French opposition contenders both claim victory

France's opposition UMP party's general secretary Jean-Francois Cope arrives at the party's headquarters to wait for the election results. Photo: AFP

The battle to succeed former president Nicolas Sarkozy at the helm of France’s main opposition party, the UMP, descended into confusion on Monday with both candidates claiming victory amid mutual allegations of ballot rigging.

Jean-Francois Cope, the party’s populist secretary-general, made an unequivocal claim that he had won, while former prime minister Francois Fillon said he believed he had edged what was an acrimonious contest but would wait “serenely” for a definitive announcement from the electoral commission which oversaw the poll.

“The French people are watching us. We do not have the right to announce the result before those in charge of the vote,” said Fillon in a swipe at Cope, who had minutes earlier declared himself the victor.

Cope said: “The activists of the UMP have accorded me a majority of their votes and therefore have elected me as the president of the party.”

Aides to Cope said he was 1,000 votes ahead of his rival in a vote in which more than half of the UMP’s 300,000 voters had cast their ballots.

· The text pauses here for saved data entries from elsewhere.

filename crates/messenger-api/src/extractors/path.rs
//! Path parameter extractors
//!
//! Type-safe extraction of Snowflake IDs from path parameters.

use messenger_core::Snowflake;
use serde::Deserialize;

use crate::response::ApiError;

fn parse_id(raw: &str, name: &str) -> Result<Snowflake, ApiError> {
    raw.parse()
        .map_err(|_| ApiError::invalid_path(format!("Invalid {name} format")))
}

/// Path parameters with chat_id
#[derive(Debug, Deserialize)]
pub struct ChatIdPath {
    pub chat_id: String,
}

impl ChatIdPath {
    /// Parse chat_id as Snowflake
    pub fn chat_id(&self) -> Result<Snowflake, ApiError> {
        parse_id(&self.chat_id, "chat_id")
    }
}

/// Path parameters with message_id
#[derive(Debug, Deserialize)]
pub struct MessageIdPath {
    pub message_id: String,
}

impl MessageIdPath {
    /// Parse message_id as Snowflake
    pub fn message_id(&self) -> Result<Snowflake, ApiError> {
        parse_id(&self.message_id, "message_id")
    }
}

Fillon said he was 224 votes ahead pending a definitive conclusion to the count.

The vote came six months after Sarkozy’s presidential election defeat to Socialist Francois Hollande, who is now battling a slump in his popularity ratings.

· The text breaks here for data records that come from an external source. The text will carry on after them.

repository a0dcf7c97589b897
//! Entity to DTO mappers
//!
//! Implements `From` conversions from domain entities to response DTOs, plus
//! the helper structs services fill before shaping a response.

use messenger_core::entities::{
    Attachment, Chat, ChatMember, MemberProfile, Message, Reaction, User,
};
use messenger_core::Snowflake;

use super::responses::{
    AttachmentResponse, ChatDetailResponse, ChatSummaryResponse, LastMessageResponse,
    MemberResponse, MessageResponse, PeerResponse, ReactionResponse, ReplyPreviewResponse,
    UserResponse, UserSummaryResponse, SAVED_MESSAGES_NAME,
};

// ============================================================================
// User Mappers
// ============================================================================

impl From<&User> for UserResponse {
    fn from(user: &User) -> Self {
        Self {
            id: user.id.to_string(),
            name: user.name.clone(),
            email: user.email.clone(),
            avatar: user.avatar.clone(),
            is_online: user.is_online,
            created_at: user.created_at,
        }
    }
}

impl From<User> for UserResponse {
    fn from(user: User) -> Self {
        Self::from(&user)
    }
}

impl From<&User> for UserSummaryResponse {
    fn from(user: &User) -> Self {
        Self {
            id: user.id.to_string(),
            name: user.name.clone(),
            email: user.email.clone(),
            avatar: user.avatar.clone(),
        }
    }
}

impl UserSummaryResponse {
    /// Stand-in for a sender whose user row is gone
    pub fn unknown(id: Snowflake) -> Self {
        Self {
            id: id.to_string(),
            name: messenger_core::FALLBACK_USER_NAME.to_string(),
            email: String::new(),
            avatar: None,
        }
    }
}

// ============================================================================
// Member Mappers
// ============================================================================

impl From<&ChatMember> for MemberResponse {
    fn from(member: &ChatMember) -> Self {
        Self {
            user_id: member.user_id.to_string(),
            role: member.role,
            joined_at: member.joined_at,
            last_read_at: member.last_read_at,
            user: None,
        }
    }
}

impl From<&MemberProfile> for MemberResponse {
    fn from(profile: &MemberProfile) -> Self {
        Self {
            user: Some(UserResponse::from(&profile.user)),
            ..Self::from(&profile.member)
        }
    }
}

// ============================================================================
// Message Mappers
// ============================================================================

impl From<&Attachment> for AttachmentResponse {
    fn from(attachment: &Attachment) -> Self {
        Self {
            id: attachment.id.to_string(),
            url: attachment.url.clone(),
            name: attachment.name.clone(),
            size: attachment.size,
            mime_type: attachment.mime_type.clone(),
        }
    }
}

impl From<&Reaction> for ReactionResponse {
    fn from(reaction: &Reaction) -> Self {
        Self {
            user_id: reaction.user_id.to_string(),
            emoji: reaction.emoji.clone(),
        }
    }
}

impl From<&Message> for LastMessageResponse {
    fn from(message: &Message) -> Self {
        Self {
            id: message.id.to_string(),
            sender_id: message.sender_id.to_string(),
            text: message.text.clone(),
            message_type: message.message_type,
            created_at: message.created_at,
        }
    }
}

/// Reply target reduced to what a preview shows
#[derive(Debug, Clone)]
pub struct ReplyPreview {
    pub id: Snowflake,
    pub text: Option<String>,
    pub sender_name: String,
}

/// A message with everything a client renders alongside it
#[derive(Debug, Clone)]
pub struct MessageWithDetails {
    pub message: Message,
    /// `None` when the sender's user row no longer exists
    pub sender: Option<User>,
    pub attachments: Vec<Attachment>,
    pub reactions: Vec<Reaction>,
    pub reply_to: Option<ReplyPreview>,
}

impl From<MessageWithDetails> for MessageResponse {
    fn from(details: MessageWithDetails) -> Self {
        let MessageWithDetails {
            message,
            sender,
            attachments,
            reactions,
            reply_to,
        } = details;

        Self {
            id: message.id.to_string(),
            chat_id: message.chat_id.to_string(),
            sender: sender.as_ref().map_or_else(
                || UserSummaryResponse::unknown(message.sender_id),
                UserSummaryResponse::from,
            ),
            text: message.text,
            message_type: message.message_type,
            reply_to: reply_to.map(|r| ReplyPreviewResponse {
                id: r.id.to_string(),
                text: r.text,
                sender_name: r.sender_name,
            }),
            attachments: attachments.iter().map(AttachmentResponse::from).collect(),
            reactions: reactions.iter().map(ReactionResponse::from).collect(),
            created_at: message.created_at,
        }
    }
}

// ============================================================================
// Chat Mappers
// ============================================================================

/// A chat seen by one member, with the data its summary needs
#[derive(Debug, Clone)]
pub struct ChatWithMembers {
    pub chat: Chat,
    pub viewer_id: Snowflake,
    pub members: Vec<MemberProfile>,
    pub latest: Option<Message>,
    pub unread_count: i64,
}

impl ChatWithMembers {
    /// Peer shown for a direct chat: the other member, or the viewer in a self-chat
    fn peer(&self) -> Option<PeerResponse> {
        if !self.chat.is_direct() {
            return None;
        }

        if self.chat.is_self_chat() {
            let me = self.members.iter().find(|m| m.user.id == self.viewer_id)?;
            return Some(PeerResponse {
                id: me.user.id.to_string(),
                name: SAVED_MESSAGES_NAME.to_string(),
                avatar: me.user.avatar.clone(),
                is_online: true,
            });
        }

        let counterpart = self
            .chat
            .direct_key
            .and_then(|key| key.counterpart_of(self.viewer_id));
        self.members
            .iter()
            .find(|m| Some(m.user.id) == counterpart)
            .map(|other| PeerResponse {
                id: other.user.id.to_string(),
                name: other.user.name.clone(),
                avatar: other.user.avatar.clone(),
                is_online: other.user.is_online,
            })
    }

    pub fn summary(&self) -> ChatSummaryResponse {
        let peer = self.peer();
        let (name, avatar) = match &peer {
            Some(p) => (p.name.clone(), p.avatar.clone()),
            None => (
                self.chat.name.clone().unwrap_or_default(),
                self.chat.avatar.clone(),
            ),
        };

        ChatSummaryResponse {
            id: self.chat.id.to_string(),
            chat_type: self.chat.chat_type,
            name,
            avatar,
            peer,
            last_message: self.latest.as_ref().map(LastMessageResponse::from),
            last_message_at: self.chat.last_message_at,
            unread_count: self.unread_count,
            created_at: self.chat.created_at,
        }
    }
}

impl From<ChatWithMembers> for ChatSummaryResponse {
    fn from(view: ChatWithMembers) -> Self {
        view.summary()
    }
}

impl From<ChatWithMembers> for ChatDetailResponse {
    fn from(view: ChatWithMembers) -> Self {
        Self {
            summary: view.summary(),
            description: view.chat.description.clone(),
            members: view.members.iter().map(MemberResponse::from).collect(),
        }
    }
}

Whoever finally emerges as the new UMP leader will be taking over a party on the up with the Socialist government struggling in the opinion polls and with little sign of the economic gloom engulfing the country abating in the near future.

But he is far from certain to be the mainstream right’s candidate at the next presidential election in 2017.

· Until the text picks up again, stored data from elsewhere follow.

//! Route definitions
//!
//! All API routes organized by domain and mounted under /api.

use axum::{
    routing::{get, post},
    Router,
};

use crate::handlers::{auth, chats, health, messages, reactions, users};
use crate::state::AppState;

/// API routes (health routes are separate so they bypass rate limiting)
pub fn api_routes() -> Router<AppState> {
    Router::new().nest(
        "/api",
        Router::new()
            .merge(auth_routes())
            .merge(user_routes())
            .merge(chat_routes())
            .merge(message_routes()),
    )
}

/// Health check routes
pub fn health_routes() -> Router<AppState> {
    Router::new()
        .route("/health", get(health::health_check))
        .route("/health/ready", get(health::readiness_check))
}

/// Authentication routes
fn auth_routes() -> Router<AppState> {
    Router::new()
        .route("/auth/callback", post(auth::callback))
        .route("/auth/me", get(auth::me))
}

/// User routes
fn user_routes() -> Router<AppState> {
    Router::new().route("/users", get(users::list_users))
}

/// Chat routes
fn chat_routes() -> Router<AppState> {
    Router::new()
        .route("/chats", get(chats::list_chats))
        .route("/chats/direct", post(chats::open_direct_chat))
        .route("/chats/group", post(chats::create_group))
        .route("/chats/:chat_id/members", post(chats::add_member))
        .route("/chats/:chat_id/read", post(chats::mark_read))
}

/// Message routes
fn message_routes() -> Router<AppState> {
    Router::new()
        .route("/messages", post(messages::send_message))
        .route("/messages/chat/:chat_id", get(messages::list_messages))
        .route("/messages/:message_id/react", post(reactions::toggle_reaction))
}
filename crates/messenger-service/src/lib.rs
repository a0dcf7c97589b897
//! # messenger-service
//!
//! Application layer: identity resolution, membership, messages, reactions
//! and the per-viewer conversation views, plus the request/response DTOs.

pub mod dto;
pub mod notifier;
pub mod services;

pub use notifier::BroadcastNotifier;
pub use services::{
    ConversationService, IdentityResolver, MembershipService, MessageService, ReactionService,
    ServiceContext, ServiceContextBuilder, ServiceError, ServiceResult, UserService,
};
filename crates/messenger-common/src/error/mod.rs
//! Application error types

mod app_error;

pub use app_error::{AppError, AppResult, ErrorResponse};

After a series of holidays in Canada, Morocco and the south of France and intensive English lessons, Sarkozy has reinvented himself in the image of Tony Blair as a fixture on the money-spinning international conference circuit.

He has refused to rule out a return to national politics and polls suggest he remains popular with UMP loyalists, two thirds of whom want to see him have another tilt at the presidency.

The eventual winner of Sunday’s vote will only be given the job of leader for the next three years, leaving Sarkozy plenty of time to maximise his earnings and still make a comeback before 2017.

Fillon, who was prime minister for five years until Sarkozy was ousted by Hollande in May, went into the vote as the marginal favourite, hoping to sell himself as a unity candidate capable of appealing to centrist voters.

Cope is seen as being further to the right, at least on issues related to immigration and multiculturalism, on which he has courted the supporters of the National Front with a string of controversial comments.

Both Fillon, 58, and Cope, 10 years his junior, are seen as advocates of free market policies and economic reform. But they differ on social issues with Cope sharing Sarkozy’s populist approach on the issues of immigration and the integration of Europe’s largest Muslim community.

Last month he published A Manifesto for an Uninhibited Right, in which he argued that the poor immigrant suburbs of French cities had become havens of “anti-white racism”.

Cope, whom critics dub “Sarkozy light” and who has promised to stand aside if the former president seeks re-election in 2017, followed that up with an anecdotal tweet about a boy who had his breakfast pastry (pain au chocolat) snatched from him during the Muslim fasting month of Ramadan.

Fillon accused his rival of opportunism, while seeking to portray himself as an experienced statesman – a stance that prompted Cope to dismiss him as the “Hollande of the right,” in a reference to the president’s perceived lack of charisma and reputation for dithering.